RAW DATA Block Start
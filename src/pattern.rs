//! Core pattern matching.
//!
//! A pattern is a core template such as `set [] to []`. Placeholders only
//! constrain the *kind* of input at their position:
//!
//! | Placeholder | Accepts |
//! |---|---|
//! | `[]` | `[...]`, `(...)`, `{...}` |
//! | `()` | `(...)` |
//! | `{}` | `{...}`, `(...)` |
//!
//! A placeholder followed by `>>` accepts any number of further inputs of a
//! kind it accepts (`join []>>`).

use crate::lexer::BracketKind;

/// Words that vocabulary cannot claim in user definitions.
pub const RESERVED_WORDS: &[&str] = &["end", "define", "with", "as", "for", "new"];

/// Marker that makes the preceding placeholder variadic.
pub const VARIADIC_MARKER: &str = ">>";

/// Trim and collapse whitespace runs to single spaces.
pub fn normalize_core(core: &str) -> String {
    core.split_whitespace().collect::<Vec<_>>().join(" ")
}

/// First reserved word appearing as a whole word in `core`, if any.
pub fn reserved_word(core: &str) -> Option<&'static str> {
    core.split(' ')
        .find_map(|word| RESERVED_WORDS.iter().copied().find(|r| *r == word))
}

fn accepts(slot: BracketKind, arg: BracketKind) -> bool {
    match slot {
        BracketKind::Text => true,
        BracketKind::Object => arg == BracketKind::Object,
        BracketKind::Statement => matches!(arg, BracketKind::Statement | BracketKind::Object),
    }
}

/// Index just past the group opened at `start`. Unclosed groups run to the end.
fn skip_group(chars: &[char], start: usize) -> usize {
    let mut stack: Vec<BracketKind> = Vec::new();
    for (i, &c) in chars.iter().enumerate().skip(start) {
        if stack.last() == Some(&BracketKind::Text) {
            if c == ']' {
                stack.pop();
            }
        } else if let Some(kind) = BracketKind::from_open(c) {
            stack.push(kind);
        } else if BracketKind::from_close(c).is_some() {
            stack.pop();
        }
        if stack.is_empty() {
            return i + 1;
        }
    }
    chars.len()
}

fn variadic_tail(slot: BracketKind, rest: &[char]) -> bool {
    let mut i = 0;
    while i < rest.len() {
        let c = rest[i];
        if c.is_whitespace() {
            i += 1;
            continue;
        }
        match BracketKind::from_open(c) {
            Some(arg) if accepts(slot, arg) => i = skip_group(rest, i),
            _ => return false,
        }
    }
    true
}

/// Whether the concrete `candidate` core fits `pattern`. Pure and total.
pub fn matches(pattern: &str, candidate: &str) -> bool {
    let p: Vec<char> = pattern.chars().collect();
    let c: Vec<char> = candidate.chars().collect();
    let (mut pi, mut ci) = (0, 0);

    while pi < p.len() && ci < c.len() {
        match BracketKind::from_open(p[pi]) {
            Some(slot) => {
                match BracketKind::from_open(c[ci]) {
                    Some(arg) if accepts(slot, arg) => {}
                    _ => return false,
                }
                pi = skip_group(&p, pi);
                ci = skip_group(&c, ci);
                let marker: Vec<char> = VARIADIC_MARKER.chars().collect();
                if p[pi..].starts_with(&marker) {
                    return variadic_tail(slot, &c[ci..]);
                }
            }
            None => {
                if p[pi] != c[ci] {
                    return false;
                }
                pi += 1;
                ci += 1;
            }
        }
    }

    pi == p.len() && ci == c.len()
}
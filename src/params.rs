use std::cell::RefCell;
use std::ops::{Deref, DerefMut};
use std::rc::Rc;

use crate::error::{Result, RuntimeError, SourceRange};
use crate::interpreter::{Script, Signal};
use crate::object::{CustomObject, Object};
use crate::program::{CommandId, HatId, ReporterId, Value};

#[derive(Debug, Clone, Copy)]
enum Element {
    Command(CommandId),
    Reporter(ReporterId),
}

/// What a native command or reporter gets to work with: its inputs, the
/// running script and the node it was called for.
///
/// Inputs are evaluated on access, so a reporter input runs every time it is
/// read.
pub struct Params<'a> {
    script: &'a mut Script,
    element: Element,
    signal: Signal,
}

impl<'a> Params<'a> {
    pub(crate) fn command(script: &'a mut Script, id: CommandId) -> Self {
        Self {
            script,
            element: Element::Command(id),
            signal: Signal::Continue,
        }
    }

    pub(crate) fn reporter(script: &'a mut Script, id: ReporterId) -> Self {
        Self {
            script,
            element: Element::Reporter(id),
            signal: Signal::Continue,
        }
    }

    pub(crate) fn into_signal(self) -> Signal {
        self.signal
    }

    fn input(&self, index: usize) -> Result<Value> {
        let program = self.script.program();
        let inputs = match self.element {
            Element::Command(id) => &program.command(id).inputs,
            Element::Reporter(id) => &program.reporter(id).inputs,
        };
        inputs.get(index).cloned().ok_or_else(|| {
            self.err(format!(
                "Input {} does not exist, only {} were given",
                index + 1,
                inputs.len()
            ))
        })
    }

    /// Number of inputs, variadic ones included.
    pub fn len(&self) -> usize {
        let program = self.script.program();
        match self.element {
            Element::Command(id) => program.command(id).inputs.len(),
            Element::Reporter(id) => program.reporter(id).inputs.len(),
        }
    }

    pub fn is_empty(&self) -> bool {
        self.len() == 0
    }

    // -----------------------------------------------------------------------
    // Typed accessors
    // -----------------------------------------------------------------------

    pub fn get(&mut self, index: usize) -> Result<Object> {
        let value = self.input(index)?;
        self.script.evaluate(&value)
    }

    /// Every input from `from` on, evaluated in order.
    pub fn rest(&mut self, from: usize) -> Result<Vec<Object>> {
        (from..self.len()).map(|i| self.get(i)).collect()
    }

    pub fn num(&mut self, index: usize) -> Result<f64> {
        let value = self.get(index)?;
        value
            .as_number()
            .ok_or_else(|| self.err(format!("'{}' is not a number", value)))
    }

    /// A number with no fractional part.
    pub fn int(&mut self, index: usize) -> Result<i64> {
        let n = self.num(index)?;
        if n.fract() != 0.0 {
            return Err(self.err(format!("'{}' is not a whole number", n)));
        }
        Ok(n as i64)
    }

    pub fn str(&mut self, index: usize) -> Result<String> {
        Ok(self.get(index)?.to_string())
    }

    pub fn bool(&mut self, index: usize) -> Result<bool> {
        let value = self.get(index)?;
        value
            .as_bool()
            .ok_or_else(|| self.err(format!("'{}' is not a boolean", value)))
    }

    pub fn list(&mut self, index: usize) -> Result<Rc<RefCell<Vec<Object>>>> {
        match self.get(index)? {
            Object::List(items) => Ok(items),
            other => Err(self.err(format!("'{}' is not a list", other))),
        }
    }

    pub fn custom(&mut self, index: usize) -> Result<Rc<RefCell<CustomObject>>> {
        match self.get(index)? {
            Object::Custom(obj) => Ok(obj),
            other => Err(self.err(format!("'{}' is not a custom object", other))),
        }
    }

    // -----------------------------------------------------------------------
    // Context
    // -----------------------------------------------------------------------

    pub fn range(&self) -> SourceRange {
        let program = self.script.program();
        match self.element {
            Element::Command(id) => program.command(id).range.clone(),
            Element::Reporter(id) => program.reporter(id).range.clone(),
        }
    }

    /// A run-time error attributed to this element.
    pub fn err(&self, message: impl Into<String>) -> RuntimeError {
        RuntimeError::new(message, &self.range())
    }

    /// The hat this element belongs to.
    pub fn hat(&self) -> Option<HatId> {
        let program = self.script.program();
        match self.element {
            Element::Command(id) => Some(program.command(id).hat),
            Element::Reporter(id) => program
                .reporter(id)
                .command
                .map(|c| program.command(c).hat)
                .or_else(|| self.script.current_hat()),
        }
    }

    /// The innermost c-block enclosing this element.
    pub fn cblock(&self) -> Option<CommandId> {
        let program = self.script.program();
        let command = match self.element {
            Element::Command(id) => id,
            Element::Reporter(id) => program.reporter(id).command?,
        };
        program.command(command).parent
    }

    pub fn script(&mut self) -> &mut Script {
        &mut *self.script
    }

    // -----------------------------------------------------------------------
    // Control
    // -----------------------------------------------------------------------

    /// Stop the innermost enclosing c-block once this command returns.
    pub fn stop_loop(&mut self) -> Result<()> {
        if self.cblock().is_none() {
            return Err(self.err("'stop loop' must be used inside a c-block"));
        }
        self.signal = Signal::StopLoop;
        Ok(())
    }

    /// Stop every enclosing c-block and the hat, handing `value` to whoever
    /// invoked the hat.
    pub fn hat_return(&mut self, value: Option<Object>) {
        self.signal = Signal::Return(value);
    }

    pub fn print(&mut self, line: impl Into<String>) {
        self.script.print(line.into());
    }

    // -----------------------------------------------------------------------
    // Variables
    // -----------------------------------------------------------------------

    pub fn variable(&self, name: &str) -> Option<Object> {
        self.script.lookup(name)
    }

    pub fn set_variable(&mut self, name: &str, value: Object) {
        self.script.set_variable(name, value);
    }

    pub fn set_global(&mut self, name: &str, value: Object) {
        self.script.set_global(name, value);
    }

    /// Create or update `name` in the innermost running c-block, or the hat
    /// when no c-block is running.
    pub fn set_local(&mut self, name: &str, value: Object) {
        self.script.set_local(name, value);
    }
}

/// [`Params`] for a c-block, plus the means to run its body and chain.
pub struct BlockParams<'a> {
    inner: Params<'a>,
    id: CommandId,
}

impl<'a> BlockParams<'a> {
    pub(crate) fn new(script: &'a mut Script, id: CommandId) -> Self {
        Self {
            inner: Params::command(script, id),
            id,
        }
    }

    pub(crate) fn into_signal(self) -> Signal {
        self.inner.into_signal()
    }

    /// Run the body once. Returns `false` once the block was asked to stop,
    /// by `stop loop` or a return.
    pub fn run_body(&mut self) -> Result<bool> {
        if self.should_stop() {
            return Ok(false);
        }
        let program = self.inner.script.program_rc();
        let body = &program.command(self.id).body;
        match self.inner.script.run_sequence(body)? {
            Signal::Continue => Ok(true),
            signal => {
                self.inner.signal = signal;
                Ok(false)
            }
        }
    }

    /// Hand control to the chained alternative. Returns `false` when there
    /// is none.
    pub fn run_chain(&mut self) -> Result<bool> {
        if self.should_stop() {
            return Ok(false);
        }
        let Some(chain) = self.inner.script.program().command(self.id).chain else {
            return Ok(false);
        };
        if let Signal::Return(value) = self.inner.script.run_command(chain)? {
            self.inner.signal = Signal::Return(value);
        }
        Ok(true)
    }

    pub fn should_stop(&self) -> bool {
        !matches!(self.inner.signal, Signal::Continue)
    }
}

impl<'a> Deref for BlockParams<'a> {
    type Target = Params<'a>;

    fn deref(&self) -> &Self::Target {
        &self.inner
    }
}

impl<'a> DerefMut for BlockParams<'a> {
    fn deref_mut(&mut self) -> &mut Self::Target {
        &mut self.inner
    }
}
RAW DATA Block End
**WORK REQUIRED**
Report back each line of the entries that holds the string "struct".

**SOLUTION FOR THIS EXERCISE**
pub struct Params<'a> {
pub struct BlockParams<'a> {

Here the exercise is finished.